February 28, 2013 download PDF

Yesterday, in Gabelli v. Securities and Exchange Commission, No. 11-1274, the United States Supreme Court clarified that the 5-year statute of limitations applicable to SEC enforcement actions that seek financial penalties begins to accrue when the alleged violation occurs, not when the SEC discovers the violation.  This decision may have implications not only for SEC enforcement actions, but for other government proceedings seeking a civil fine, penalty, or forfeiture.

Statutory Background

SEC enforcement actions are subject to a five-year statute of limitations, which provides that "an action, suit or proceeding for the enforcement of any civil fine, penalty, or forfeiture, pecuniary or otherwise, shall not be entertained unless commenced within five years from the date when the claim first accrued."  28 U.S.C. § 2462.  Although this statutory limitations period has been in effect in its current form since 1948, the meaning of the term "accrued" had been subject to controversy in the courts.

The Gabelli Case

In Gabelli, the SEC charged the chief operating officer and former portfolio manager of an investment adviser with secretly allowing a favored investor to "market time" a mutual fund, while publicly stating that the fund did not tolerate market timing.  Among other things, defendants argued that the SEC's complaint seeking a civil penalty under the Investment Advisers Act of 1940 was untimely.  The district court dismissed the SEC's civil penalty claim as time-barred because the alleged violations occurred between 1999 and August 2002, and the complaint was not filed until April 2008.

Reversing the district court's dismissal, the Second Circuit held that a "discovery rule" applies to violations that sound in fraud, and thus the limitations period did not accrue until the SEC's claim was "discovered, or could have been discovered with reasonable diligence." SEC v.
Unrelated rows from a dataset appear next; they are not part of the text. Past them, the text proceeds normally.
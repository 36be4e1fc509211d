//! Channel lifecycle state machine.
//!
//! Every relay peer channel moves through `Connecting → Registered → Closed`.
//! The machine is pure: it takes events and returns the new state plus the
//! actions the caller must perform. Because `Closed` absorbs every event,
//! deregistration and close are emitted exactly once no matter how many
//! failures race to report the same dead channel.

/// Channel state machine - NO I/O, just state transitions.
#[derive(Debug, Clone, Copy, PartialEq, Eq)]
pub enum ChannelState {
    /// Transport handshake in progress.
    Connecting,
    /// Member of the relay's peer set.
    Registered,
    /// Torn down; terminal.
    Closed,
}

impl ChannelState {
    /// Create a new state machine in the Connecting state.
    pub fn new() -> Self {
        Self::Connecting
    }

    /// Process an event and return the new state plus actions to execute.
    pub fn on_event(self, event: ChannelEvent) -> (Self, Vec<ChannelAction>) {
        match (self, event) {
            (Self::Connecting, ChannelEvent::Upgraded) => {
                (Self::Registered, vec![ChannelAction::Register])
            }
            (Self::Connecting, _) => (Self::Closed, vec![ChannelAction::Close]),

            (Self::Registered, ChannelEvent::Upgraded) => (Self::Registered, vec![]),
            (Self::Registered, _) => (
                Self::Closed,
                vec![ChannelAction::Deregister, ChannelAction::Close],
            ),

            (Self::Closed, _) => (Self::Closed, vec![]),
        }
    }

    /// Check if the channel is in the peer set.
    pub fn is_registered(&self) -> bool {
        matches!(self, Self::Registered)
    }

    /// Check if the channel has been torn down.
    pub fn is_closed(&self) -> bool {
        matches!(self, Self::Closed)
    }
}

impl Default for ChannelState {
    fn default() -> Self {
        Self::new()
    }
}

/// Events in a channel's life.
#[derive(Debug, Clone, PartialEq, Eq)]
pub enum ChannelEvent {
    /// Transport handshake completed.
    Upgraded,
    /// Reading the next frame failed or the peer closed the channel.
    ReadFailed {
        /// Error message describing the failure.
        reason: String,
    },
    /// Nothing was received before the read deadline.
    ReadTimedOut,
    /// A write to this channel failed or missed its deadline.
    SendFailed {
        /// Error message describing the failure.
        reason: String,
    },
}

/// Actions to be executed by the relay.
#[derive(Debug, Clone, Copy, PartialEq, Eq)]
pub enum ChannelAction {
    /// Add the channel to the peer set.
    Register,
    /// Remove the channel from the peer set.
    Deregister,
    /// Release the underlying transport.
    Close,
}

#[cfg(test)]
mod tests {
    use super::*;

    fn read_failed() -> ChannelEvent {
        ChannelEvent::ReadFailed {
            reason: "connection reset".into(),
        }
    }

    #[test]
    fn starts_connecting() {
        assert_eq!(ChannelState::new(), ChannelState::Connecting);
    }

    #[test]
    fn upgrade_registers() {
        let (state, actions) = ChannelState::Connecting.on_event(ChannelEvent::Upgraded);
        assert!(state.is_registered());
        assert_eq!(actions, vec![ChannelAction::Register]);
    }

    #[test]
    fn failure_before_upgrade_only_closes() {
        let (state, actions) = ChannelState::Connecting.on_event(read_failed());
        assert!(state.is_closed());
        assert_eq!(actions, vec![ChannelAction::Close]);
    }

    #[test]
    fn read_error_deregisters_and_closes() {
        let (state, actions) = ChannelState::Registered.on_event(read_failed());
        assert!(state.is_closed());
        assert_eq!(
            actions,
            vec![ChannelAction::Deregister, ChannelAction::Close]
        );
    }

    #[test]
    fn deadline_and_send_failure_also_close() {
        let (state, _) = ChannelState::Registered.on_event(ChannelEvent::ReadTimedOut);
        assert!(state.is_closed());

        let (state, actions) = ChannelState::Registered.on_event(ChannelEvent::SendFailed {
            reason: "write deadline exceeded".into(),
        });
        assert!(state.is_closed());
        assert!(actions.contains(&ChannelAction::Deregister));
    }

    #[test]
    fn teardown_happens_exactly_once() {
        let (state, first) = ChannelState::Registered.on_event(ChannelEvent::ReadTimedOut);
        let (state, second) = state.on_event(read_failed());
        let (state, third) = state.on_event(ChannelEvent::Upgraded);

        assert_eq!(first.len(), 2);
        assert!(second.is_empty());
        assert!(third.is_empty());
        assert!(state.is_closed());
    }

    #[test]
    fn repeated_upgrade_is_ignored() {
        let (state, actions) = ChannelState::Registered.on_event(ChannelEvent::Upgraded);
        assert!(state.is_registered());
        assert!(actions.is_empty());
    }
}
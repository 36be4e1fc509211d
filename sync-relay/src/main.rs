//! waveland-relay binary entry point.
//!
//! Usage:
//! ```bash
//! waveland-relay --config relay.toml
//! waveland-relay --help
//! ```

use anyhow::Context;
use std::path::PathBuf;
use std::sync::Arc;
use tracing_subscriber::EnvFilter;
use waveland_sync_relay::{http, shutdown_signal, Config, RelayHub};

#[tokio::main]
async fn main() -> anyhow::Result<()> {
    if std::env::args().any(|arg| arg == "--help" || arg == "-h") {
        println!("waveland-relay v{}", env!("CARGO_PKG_VERSION"));
        println!("Usage: waveland-relay [--config relay.toml]");
        return Ok(());
    }

    tracing_subscriber::fmt()
        .with_env_filter(
            EnvFilter::try_from_default_env()
                .unwrap_or_else(|_| EnvFilter::new("waveland_sync_relay=info")),
        )
        .init();

    let config = match get_config_path() {
        Some(path) => Config::from_file(&path)
            .with_context(|| format!("loading {}", path.display()))?,
        None => Config::default(),
    };

    let hub = Arc::new(RelayHub::new(config));
    let listener = http::bind(&hub).await?;
    http::serve(listener, hub, shutdown_signal()).await?;
    Ok(())
}

fn get_config_path() -> Option<PathBuf> {
    std::env::args()
        .skip_while(|arg| arg != "--config")
        .nth(1)
        .map(PathBuf::from)
}
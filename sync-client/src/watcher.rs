//! FileWatcher - OS change notifications for the mirrored directory.
//!
//! The notify callback runs on the watcher's own thread; it only forwards
//! into an unbounded tokio channel. [`FileWatcher::run`] drains that channel
//! on the runtime, maps each path back to the file the user meant, and arms
//! the engine's debounce timer.

use std::path::{Path, PathBuf};

use notify::{Event, EventKind, RecommendedWatcher, RecursiveMode, Watcher};
use tokio::sync::{mpsc, watch};
use waveland_sync_core::resolve_event_path;

use crate::engine::{stopped, SyncEngine};
use crate::transport::Transport;

/// Watches a single directory, non-recursively.
pub struct FileWatcher {
    // Dropping this detaches the OS watch.
    _watcher: RecommendedWatcher,
    events: mpsc::UnboundedReceiver<notify::Result<Event>>,
    root: PathBuf,
}

impl FileWatcher {
    /// Attach a watcher to `root`.
    pub fn new(root: &Path) -> notify::Result<Self> {
        let (tx, events) = mpsc::unbounded_channel();

        let mut watcher = notify::recommended_watcher(move |res: notify::Result<Event>| {
            let _ = tx.send(res);
        })?;
        watcher.watch(root, RecursiveMode::NonRecursive)?;

        Ok(Self {
            _watcher: watcher,
            events,
            root: root.to_path_buf(),
        })
    }

    /// Get the watched directory.
    pub fn root(&self) -> &Path {
        &self.root
    }

    /// Forward qualifying events to `engine` until shutdown.
    pub async fn run<T: Transport + 'static>(
        mut self,
        engine: SyncEngine<T>,
        mut shutdown: watch::Receiver<bool>,
    ) {
        loop {
            let received = tokio::select! {
                biased;
                _ = stopped(&mut shutdown) => break,
                received = self.events.recv() => received,
            };

            match received {
                Some(Ok(event)) => {
                    for path in paths_to_send(&event) {
                        engine.schedule_send(path).await;
                    }
                }
                Some(Err(e)) => tracing::warn!("Watcher error: {}", e),
                None => break,
            }
        }
        tracing::debug!("Stopped watching {}", self.root.display());
    }
}

/// Check whether an event kind can mean "file content changed".
pub fn is_qualifying(kind: &EventKind) -> bool {
    matches!(kind, EventKind::Create(_) | EventKind::Modify(_))
}

/// Map an event to the paths worth sending, in event order.
///
/// Editor save detours (`x.tmp`, `x~`) resolve to `x` when `x` exists;
/// everything else that looks like an editor artifact is dropped.
pub fn paths_to_send(event: &Event) -> Vec<PathBuf> {
    if !is_qualifying(&event.kind) {
        return Vec::new();
    }
    event
        .paths
        .iter()
        .filter_map(|path| resolve_event_path(path, |p| p.exists()))
        .collect()
}

#[cfg(test)]
mod tests {
    use super::*;
    use crate::engine::SyncConfig;
    use crate::transport::MockTransport;
    use notify::event::{AccessKind, CreateKind, DataChange, ModifyKind, RemoveKind};
    use std::time::Duration;
    use tempfile::tempdir;

    fn event(kind: EventKind, paths: &[&Path]) -> Event {
        paths
            .iter()
            .fold(Event::new(kind), |event, path| event.add_path(path.to_path_buf()))
    }

    #[test]
    fn create_and_modify_qualify() {
        assert!(is_qualifying(&EventKind::Create(CreateKind::File)));
        assert!(is_qualifying(&EventKind::Modify(ModifyKind::Data(
            DataChange::Content
        ))));
        assert!(!is_qualifying(&EventKind::Remove(RemoveKind::File)));
        assert!(!is_qualifying(&EventKind::Access(AccessKind::Any)));
    }

    #[test]
    fn plain_write_is_sent_as_is() {
        let dir = tempdir().unwrap();
        let path = dir.path().join("main.py");
        std::fs::write(&path, "x").unwrap();

        let paths = paths_to_send(&event(EventKind::Create(CreateKind::File), &[&path]));
        assert_eq!(paths, vec![path]);
    }

    #[test]
    fn tmp_and_backup_resolve_to_target() {
        let dir = tempdir().unwrap();
        let target = dir.path().join("main.py");
        std::fs::write(&target, "x").unwrap();

        let tmp = dir.path().join("main.py.tmp");
        let backup = dir.path().join("main.py~");
        let paths = paths_to_send(&event(
            EventKind::Modify(ModifyKind::Any),
            &[&tmp, &backup],
        ));
        assert_eq!(paths, vec![target.clone(), target]);
    }

    #[test]
    fn detour_without_target_is_dropped() {
        let dir = tempdir().unwrap();
        let tmp = dir.path().join("ghost.txt.tmp");

        assert!(paths_to_send(&event(EventKind::Create(CreateKind::File), &[&tmp])).is_empty());
    }

    #[test]
    fn swap_files_are_dropped() {
        let dir = tempdir().unwrap();
        let swap = dir.path().join(".main.py.swp");
        std::fs::write(&swap, "x").unwrap();

        assert!(paths_to_send(&event(EventKind::Create(CreateKind::File), &[&swap])).is_empty());
    }

    #[test]
    fn removals_are_ignored() {
        let dir = tempdir().unwrap();
        let path = dir.path().join("main.py");

        assert!(paths_to_send(&event(EventKind::Remove(RemoveKind::File), &[&path])).is_empty());
    }

    #[test]
    fn watching_missing_directory_fails() {
        let dir = tempdir().unwrap();
        assert!(FileWatcher::new(&dir.path().join("nope")).is_err());
    }

    #[tokio::test]
    async fn local_edit_reaches_transport() {
        let dir = tempdir().unwrap();
        let root = dir.path().canonicalize().unwrap();
        let transport = MockTransport::connected();
        let engine = SyncEngine::new(SyncConfig::new(&root), transport.clone());
        let watcher = FileWatcher::new(&root).unwrap();
        assert_eq!(watcher.root(), root.as_path());

        let (stop, shutdown) = watch::channel(false);
        let task = tokio::spawn(watcher.run(engine, shutdown));

        std::fs::write(root.join("main.py"), "print(1)").unwrap();

        let mut sent = Vec::new();
        for _ in 0..40 {
            tokio::time::sleep(Duration::from_millis(50)).await;
            sent = transport.sent_frames();
            if !sent.is_empty() {
                break;
            }
        }
        assert_eq!(sent, vec!["main.py|cHJpbnQoMSk="]);

        stop.send(true).unwrap();
        task.await.unwrap();
    }
}
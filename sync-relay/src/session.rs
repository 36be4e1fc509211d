//! Per-connection session management.
//!
//! Each upgraded socket gets a Session that owns the read half, drives the
//! channel state machine from sync-core, pings on an interval, and fans
//! every text frame out through the hub.

use crate::peer::Peer;
use crate::server::RelayHub;
use axum::extract::ws::Message;
use futures_util::{Stream, StreamExt};
use std::sync::Arc;
use tokio::time::{interval_at, sleep_until, Instant, MissedTickBehavior};
use waveland_sync_core::{ChannelAction, ChannelEvent, ChannelState};

/// A per-connection session.
pub struct Session {
    hub: Arc<RelayHub>,
    peer: Arc<Peer>,
    state: ChannelState,
}

impl Session {
    /// Create a new session for a freshly upgraded peer.
    pub fn new(hub: Arc<RelayHub>, peer: Arc<Peer>) -> Self {
        Self {
            hub,
            peer,
            state: ChannelState::new(),
        }
    }

    /// Run the session until the channel dies.
    ///
    /// The peer is registered on entry and deregistered and closed exactly
    /// once on exit, whatever ended the channel.
    pub async fn run<S>(mut self, mut stream: S)
    where
        S: Stream<Item = Result<Message, axum::Error>> + Unpin,
    {
        // Timers first: nothing below may fail once the peer is registered.
        let limits = self.hub.config().limits.clone();
        let read_timeout = limits.read_timeout();
        let mut deadline = Instant::now() + read_timeout;
        let mut ping = interval_at(Instant::now() + limits.ping_interval(), limits.ping_interval());
        ping.set_missed_tick_behavior(MissedTickBehavior::Delay);

        self.apply(ChannelEvent::Upgraded).await;

        let event = loop {
            tokio::select! {
                _ = self.peer.closed() => {
                    break ChannelEvent::SendFailed {
                        reason: "delivery to peer failed".to_string(),
                    };
                }
                _ = ping.tick() => {
                    if let Err(e) = self.peer.ping().await {
                        break ChannelEvent::SendFailed { reason: e.to_string() };
                    }
                }
                _ = sleep_until(deadline) => break ChannelEvent::ReadTimedOut,
                next = stream.next() => {
                    match next {
                        Some(Ok(Message::Text(frame))) => {
                            deadline = Instant::now() + read_timeout;
                            self.hub.broadcast(self.peer.id(), &frame).await;
                        }
                        Some(Ok(Message::Close(_))) | None => {
                            break ChannelEvent::ReadFailed {
                                reason: "closed by peer".to_string(),
                            };
                        }
                        // Pongs, pings and binary frames only prove liveness.
                        Some(Ok(_)) => deadline = Instant::now() + read_timeout,
                        Some(Err(e)) => {
                            break ChannelEvent::ReadFailed { reason: e.to_string() };
                        }
                    }
                }
            }
        };

        match &event {
            ChannelEvent::ReadTimedOut => {
                tracing::warn!("Peer {} timed out after {:?}", self.peer.id(), read_timeout)
            }
            ChannelEvent::ReadFailed { reason } | ChannelEvent::SendFailed { reason } => {
                tracing::debug!("Peer {} channel ended: {}", self.peer.id(), reason)
            }
            ChannelEvent::Upgraded => {}
        }
        self.apply(event).await;
    }

    /// Feed an event to the state machine and perform its actions.
    async fn apply(&mut self, event: ChannelEvent) {
        let (state, actions) = self.state.on_event(event);
        self.state = state;

        for action in actions {
            match action {
                ChannelAction::Register => self.hub.register(Arc::clone(&self.peer)).await,
                ChannelAction::Deregister => {
                    self.hub.unregister(self.peer.id()).await;
                }
                ChannelAction::Close => self.peer.close().await,
            }
        }
    }

    /// Current channel state.
    pub fn state(&self) -> &ChannelState {
        &self.state
    }
}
Gabelli, 653 F.3d 49, 59-60 (2011).  Because the SEC alleged that it did not discover the fraud until September 2003 - within five years of the filing of the complaint in April 2008 - the Second Circuit reinstated the SEC's penalty claim.

The Supreme Court's Decision

In a unanimous opinion penned by Chief Justice Roberts, the U.S. Supreme Court rejected the Second Circuit's application of the "discovery rule."  First, the Supreme Court observed that the most natural and historically accepted reading of the term "accrued" is based on when the violation occurred, not when it is discovered.  Second, the Supreme Court recited policy reasons favoring a "fixed date" when exposure to government enforcement efforts must end.  According to the Court, a bright-line standard promotes repose, eliminates stale claims, reduces loss of evidence, and provides certainty to the parties.  Third, the Supreme Court anticipated problems with judicial administration of a discovery rule in the government enforcement context.  Since government agencies can have hundreds of employees, dozens of offices, and several levels of leadership with overlapping responsibilities, courts may be hard pressed to define the relevant actor(s), weigh competing agency priorities or resource allocations, and determine when the "government" reasonably should have discovered the violation.  The assertion of governmental or other privileges by the enforcement agency would make this task even more formidable.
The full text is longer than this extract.